Pada perdagangan hari Jumat, harga minyak mentah WTI kontrak acuan menguat hingga 3,06% ke level US$ 63,05/barel, sementara harga minyak brent kontrak acuan terapresiasi 3,55% ke level US$ 68,6/barel.
Kedepannya, harga minyak mentah dunia berpotensi untuk terus terkerek naik. Pasalnya tensi antar kedua negara semakin memanas.
Trump memperingatkan Iran untuk tidak melakukan balasan atas pembunuhan Soleimani yang diotorisasi sendiri oleh dirinya. Kalau sampai peringatan tersebut tak diindahkan, Trump menyatakan akan menyerang sebanyak 52 target sebagai balasan.
Dalam risetnya yang dipublikasikan pada hari Jumat, Eurasia Group mengatakan bahwa memanasnya tensi antara AS dan Iran akan membuat harga minyak mentah bergerak ke kisaran US$ 70/barel dan bertahan di sana.
"Satu hal yang pasti: Iran akan merespons," tulis para analis dari Eurasia Group dalam risetnya, seperti dikutip dari CNBC International.

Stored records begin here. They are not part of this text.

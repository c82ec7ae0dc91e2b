//! Process-wide allocation accounting.
//!
//! Relaxed atomic counters updated on every allocate/free. Diagnostics
//! only — the counters impose no synchronization on the memory they count.

use std::sync::atomic::{AtomicU64, Ordering};

static LIVE_BLOCKS: AtomicU64 = AtomicU64::new(0);
static LIVE_BYTES: AtomicU64 = AtomicU64::new(0);
static TOTAL_ALLOCATIONS: AtomicU64 = AtomicU64::new(0);
static TOTAL_FREES: AtomicU64 = AtomicU64::new(0);

pub(crate) fn record_alloc(bytes: usize) {
    LIVE_BLOCKS.fetch_add(1, Ordering::Relaxed);
    LIVE_BYTES.fetch_add(bytes as u64, Ordering::Relaxed);
    TOTAL_ALLOCATIONS.fetch_add(1, Ordering::Relaxed);
}

pub(crate) fn record_free(bytes: usize) {
    LIVE_BLOCKS.fetch_sub(1, Ordering::Relaxed);
    LIVE_BYTES.fetch_sub(bytes as u64, Ordering::Relaxed);
    TOTAL_FREES.fetch_add(1, Ordering::Relaxed);
}

/// A point-in-time snapshot of the off-heap accounting counters.
///
/// Counters cover every block allocated through this facility in this
/// process, across all threads.
#[derive(Clone, Copy, Debug, PartialEq, Eq)]
pub struct HeapStats {
    /// Blocks currently allocated and not yet freed.
    pub live_blocks: u64,
    /// Payload bytes currently allocated and not yet freed.
    pub live_bytes: u64,
    /// Allocations since process start.
    pub total_allocations: u64,
    /// Frees since process start.
    pub total_frees: u64,
}

impl HeapStats {
    /// Read the current counter values.
    ///
    /// Each counter is read independently; under concurrent allocation the
    /// snapshot is approximate, not a consistent cut.
    pub fn snapshot() -> Self {
        Self {
            live_blocks: LIVE_BLOCKS.load(Ordering::Relaxed),
            live_bytes: LIVE_BYTES.load(Ordering::Relaxed),
            total_allocations: TOTAL_ALLOCATIONS.load(Ordering::Relaxed),
            total_frees: TOTAL_FREES.load(Ordering::Relaxed),
        }
    }
}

"Kami memproyeksikan gesekan dalam level moderat hingga rendah untuk berlangsung selama setidaknya satu bulan dan kemungkinan akan terbatas di Irak. Kelompok militer yang dibekingi oleh Iran akan menyerang markas-markas militer AS dan sejumlah tentara AS akan terbunuh; AS akan membalas dengan serangan-serangan di Irak."
Namun, Eurasia Group memproyeksikan bahwa harga minyak mentah bisa melejit hingga ke level US$ 80/barel jika konflik merembet ke ladang minyak di bagian selatan Irak atau jika Iran kian gencar memberikan gangguan terhadap kapal-kapal yang melintas di Timur Tengah.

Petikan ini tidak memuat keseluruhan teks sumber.